Lliquimuni

Lliquimuni ha sido un tema recurrente en lo que va del año. Para quienes desconocen o saben poco del asunto, Lliquimuni es un bloque ubicado en el subandino norte del país, concretamente en el norte de La Paz, donde se calcula que existe un potencial hidrocarburífero estimado en 50 millones de barriles de petróleo y un trillón de pies cúbicos de gas.

Lliquimuni forma parte del lote de 12 áreas reservadas en las que YPFB Petroandina, una Sociedad Anónima Mixta conformada por YPFB Corporación (60%) y PDVSA (40%), tiene autorización para efectuar acciones de exploración y explotación.

Allí, ya se ejecutaron tareas de prospección sísmica 2D y estudios geológicos complementarios; y se planea invertir alrededor de $us 50 millones para la perforación del pozo Lliquimuni Centro-X1.

A todo esto resta decir que el propósito estratégico de Lliquimuni pasa porque se la considera un área no tradicional, que permitiría históricamente a La Paz sumarse como un departamento productor de hidrocarburos, y porque daría lugar al hallazgo de petróleo, un recurso escaso en el país en contraposición con la abundancia de gas.

Sin embargo, Lliquimuni ha sido tema recurrente en lo que va del año no por los avances en su desarrollo, sino por las constantes postergaciones que, por ahora, no permiten visualizar un “norte” en cuanto a su proyección.

En ese sentido, a pesar de los vaivenes contínuos que el sector hidrocarburífero genera en términos de apasionamientos, es justo reconocer que, en esta ocasión, los atrasos han resultado inevitables y obedecen a los azotes climáticos que el país enfrenta desde principios de año.

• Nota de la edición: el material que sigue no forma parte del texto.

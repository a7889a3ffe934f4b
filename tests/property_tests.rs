//! Property-based tests for build validation and namespace routing

mod common;

use proptest::prelude::*;
use proptest::test_runner::Config as ProptestConfig;
use serde_json::json;

use common::{annotator, MockTransport, VEP_GRCH37, VEP_GRCH38, VV_ENSEMBL, VV_REFSEQ};
use variant_annotator::{AnnotateError, GenomeBuild, NamespaceRouting, TranscriptNamespace};

// =============================================================================
// Strategies
// =============================================================================

/// Generate RefSeq transcript accessions with optional version
fn refseq_accession() -> impl Strategy<Value = String> {
    (
        prop_oneof![Just("NM_"), Just("NR_")],
        "[0-9]{6,9}",
        proptest::option::of(1u32..30),
    )
        .prop_map(|(prefix, number, version)| match version {
            Some(v) => format!("{}{}.{}", prefix, number, v),
            None => format!("{}{}", prefix, number),
        })
}

/// Generate Ensembl transcript accessions with optional version
fn ensembl_accession() -> impl Strategy<Value = String> {
    ("[0-9]{11}", proptest::option::of(1u32..30)).prop_map(|(number, version)| match version {
        Some(v) => format!("ENST{}.{}", number, v),
        None => format!("ENST{}", number),
    })
}

/// Generate simple coding substitutions
fn coding_edit() -> impl Strategy<Value = String> {
    (1u32..10_000, "[ACGT]", "[ACGT]").prop_map(|(pos, r, a)| format!("c.{}{}>{}", pos, r, a))
}

fn run<F: std::future::Future>(future: F) -> F::Output {
    tokio::runtime::Builder::new_current_thread()
        .enable_all()
        .build()
        .unwrap()
        .block_on(future)
}

// =============================================================================
// Genome build
// =============================================================================

proptest! {
    #![proptest_config(ProptestConfig::with_cases(200))]

    /// Any build string other than GRCh37/GRCh38 fails without a network call
    #[test]
    fn prop_invalid_build_rejected(build in "\\PC{0,12}") {
        prop_assume!(build != "GRCh37" && build != "GRCh38");

        let transport = MockTransport::new();
        let err = run(annotator(&transport).annotate_variant("NM_000088.3:c.589G>T", &build))
            .unwrap_err();

        prop_assert_eq!(err, AnnotateError::InvalidGenomeBuild(build.clone()));
        prop_assert!(transport.calls().is_empty());
    }

    /// Case variants of valid builds are still rejected
    #[test]
    fn prop_build_is_case_sensitive(build in prop_oneof![Just("GRCh37"), Just("GRCh38")], upper in any::<bool>()) {
        let candidate = if upper { build.to_uppercase() } else { build.to_lowercase() };
        prop_assert!(candidate.parse::<GenomeBuild>().is_err());
    }
}

// =============================================================================
// Namespace routing
// =============================================================================

proptest! {
    #![proptest_config(ProptestConfig::with_cases(300))]

    #[test]
    fn prop_refseq_classified(accession in refseq_accession(), edit in coding_edit()) {
        let variant = format!("{}:{}", accession, edit);
        prop_assert_eq!(TranscriptNamespace::classify(&variant), TranscriptNamespace::RefSeq);
        prop_assert_eq!(NamespaceRouting::Substring.route(&variant), TranscriptNamespace::RefSeq);
    }

    #[test]
    fn prop_ensembl_classified(accession in ensembl_accession(), edit in coding_edit()) {
        let variant = format!("{}:{}", accession, edit);
        prop_assert_eq!(TranscriptNamespace::classify(&variant), TranscriptNamespace::Ensembl);
        prop_assert_eq!(
            NamespaceRouting::Substring.route(&variant),
            TranscriptNamespace::Ensembl
        );
    }

    /// Substring routing never reports an unrecognized namespace
    #[test]
    fn prop_substring_routing_total(variant in "\\PC{0,40}") {
        prop_assert_ne!(
            NamespaceRouting::Substring.route(&variant),
            TranscriptNamespace::Unrecognized
        );
    }
}

proptest! {
    #![proptest_config(ProptestConfig::with_cases(50))]

    /// Ensembl descriptors only ever reach the Ensembl validation endpoint,
    /// and RefSeq descriptors only the RefSeq one
    #[test]
    fn prop_validation_endpoint_matches_namespace(
        ensembl in any::<bool>(),
        refseq in refseq_accession(),
        enst in ensembl_accession(),
        edit in coding_edit(),
        grch37 in any::<bool>(),
    ) {
        let variant = if ensembl {
            format!("{}:{}", enst, edit)
        } else {
            format!("{}:{}", refseq, edit)
        };
        let build = if grch37 { "GRCh37" } else { "GRCh38" };
        let locus_key = if grch37 { "grch37" } else { "grch38" };

        let transport = MockTransport::new();
        let validation = json!({
            variant.as_str(): {
                "primary_assembly_loci": {
                    locus_key: {"hgvs_genomic_description": "NC_000017.11:g.50198002C>A"}
                }
            }
        });
        transport
            .respond(VV_REFSEQ, validation.clone())
            .respond(VV_ENSEMBL, validation)
            .respond(VEP_GRCH37, json!([]))
            .respond(VEP_GRCH38, json!([]));

        let result = run(annotator(&transport).annotate_variant(&variant, build)).unwrap();

        if ensembl {
            prop_assert_eq!(transport.calls_to(VV_ENSEMBL), 1);
            prop_assert_eq!(transport.calls_to(VV_REFSEQ), 0);
        } else {
            prop_assert_eq!(transport.calls_to(VV_REFSEQ), 1);
            prop_assert_eq!(transport.calls_to(VV_ENSEMBL), 0);
        }
        prop_assert_eq!(result.genomic_hgvs.len(), 1);
        let (used, unused) = if grch37 { (VEP_GRCH37, VEP_GRCH38) } else { (VEP_GRCH38, VEP_GRCH37) };
        prop_assert_eq!(transport.calls_to(used), 1);
        prop_assert_eq!(transport.calls_to(unused), 0);
    }
}

// =============================================================================
// Substring routing through the pipeline
// =============================================================================

proptest! {
    #![proptest_config(ProptestConfig::with_cases(100))]

    /// Any description containing `ENST` is validated by the Ensembl endpoint only
    #[test]
    fn prop_enst_anywhere_goes_to_ensembl(prefix in "\\PC{0,20}", suffix in "\\PC{0,20}") {
        let variant = format!("{}ENST{}", prefix, suffix);

        let transport = MockTransport::new();
        let _ = run(annotator(&transport).annotate_variant(&variant, "GRCh38"));

        prop_assert_eq!(transport.calls_to(VV_ENSEMBL), 1);
        prop_assert_eq!(transport.calls_to(VV_REFSEQ), 0);
    }

    /// Any description without `ENST` is validated by the RefSeq endpoint only
    #[test]
    fn prop_without_enst_goes_to_refseq(variant in "\\PC{0,40}") {
        prop_assume!(!variant.contains("ENST"));

        let transport = MockTransport::new();
        let _ = run(annotator(&transport).annotate_variant(&variant, "GRCh37"));

        prop_assert_eq!(transport.calls_to(VV_REFSEQ), 1);
        prop_assert_eq!(transport.calls_to(VV_ENSEMBL), 0);
    }
}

Sin un acceso terrestre estable, de hecho, al presente ni siquiera existe, se hace inviable pensar en Lliquimuni. De momento, la Gobernación de La Paz tiene el desafío de habilitar el tramo caminero Puente Coroico-Sararía. Hasta que eso ocurra, poco o nada adelanta el lamento.

Por el contrario, conviene tener paciencia y gestionar recursos económicos, técnicos y logísticos para acelerar los tiempos y que, una vez las condiciones climáticas lo permitan del todo, los trabajos se puedan reanudar como debe ser.
Lliquimuni es sólo una posibilidad, pero de ser cierta, daría lugar a un verdadero norte energético, generando un nuevo polo de desarrollo en beneficio no sólo de los paceños, sino también del país en su conjunto.

Desde que se dio por sentado su potencial, con los estudios efectuados por YPFB a principios de los años 90 del siglo pasado, hasta nuestros días, el desarrollo de Lliquimuni siempre ha sido frenado por una u otra razón.

Siempre se dijo que el norte paceño podría tener hidrocarburos y hoy más que nunca, con el boom energético apuntalado gracias a precios internacionales del petróleo por encima de los $us 100 el barril, es el momento ideal para que pueda darse finalmente su ejecución.

Ojalá y Lliquimuni pueda ser una realidad pronto. Creemos que existe la voluntad y la decisión para que así sea. Resta esperar que los tiempos se aceleren y que no hayan más trabas en el camino.